***** MATERIALS PROVIDED

// Copyright (c) 2024 MyQtt contributors. All rights reserved.
// Use of this source is governed by Lesser General Public License that can be found
// in the LICENSE file.

use std::time::Duration;

use myqtt_client::{AsyncClient, ConnectOptions};

mod common;
use common::{Server, ServerConfig};

type TestResult = Result<(), Box<dyn std::error::Error>>;

fn config(port: u16, storage: &str) -> String {
    format!(
        r#"
[general]
sys_interval = 0

[[listeners]]
protocol = "mqtt"
address = "127.0.0.1:{port}"
maximum_connections = 1

[security]
allow_anonymous = true

[storage]
root_dir = "{storage}"

[log]
console_log = false
"#
    )
}

/// A listener's `maximum_connections` cap is enforced at accept time, before
/// any MQTT handshake: an over-limit connection is dropped without a
/// CONNACK (`myqttd::listener::serve`), so the extra client observes the
/// handshake itself failing rather than a refusal return code.
#[tokio::test]
async fn test_connect_max_connections() -> TestResult {
    let storage = tempfile::tempdir()?;
    let config = ServerConfig::new(
        "/tmp/myqttd-tests/01-connect-max-connections.toml",
        &config(18893, storage.path().to_str().unwrap()),
    )?;
    let server = Server::start(config.filename())?;

    let first = ConnectOptions::new("127.0.0.1:18893", "max-conn-first")?;
    let (_first_client, mut first_loop) = AsyncClient::connect(first).await?;
    let event = first_loop.handshake().await?;
    assert!(matches!(
        event,
        myqtt_client::Event::ConnAck {
            return_code: myqtt_codec::ConnectReturnCode::Accepted,
            ..
        }
    ));

    // Keep the first connection alive so the listener's active-connection
    // count stays at the configured cap while the second client connects.
    let keepalive = tokio::spawn(async move {
        loop {
            if first_loop.poll().await.is_err() {
                return;
            }
        }
    });

    tokio::time::sleep(Duration::from_millis(200)).await;

    let second = ConnectOptions::new("127.0.0.1:18893", "max-conn-second")?;
    let (_second_client, mut second_loop) = AsyncClient::connect(second).await?;
    let result = second_loop.handshake().await;
    assert!(
        result.is_err(),
        "connection beyond maximum_connections should be refused"
    );

    keepalive.abort();
    server.terminate();
    Ok(())
}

**********

GOAL OF THE EXERCISE
With the string "common" as the key, filter the data above and show the lines that match.

RESPONSE BOX
mod common;
use common::{Server, ServerConfig};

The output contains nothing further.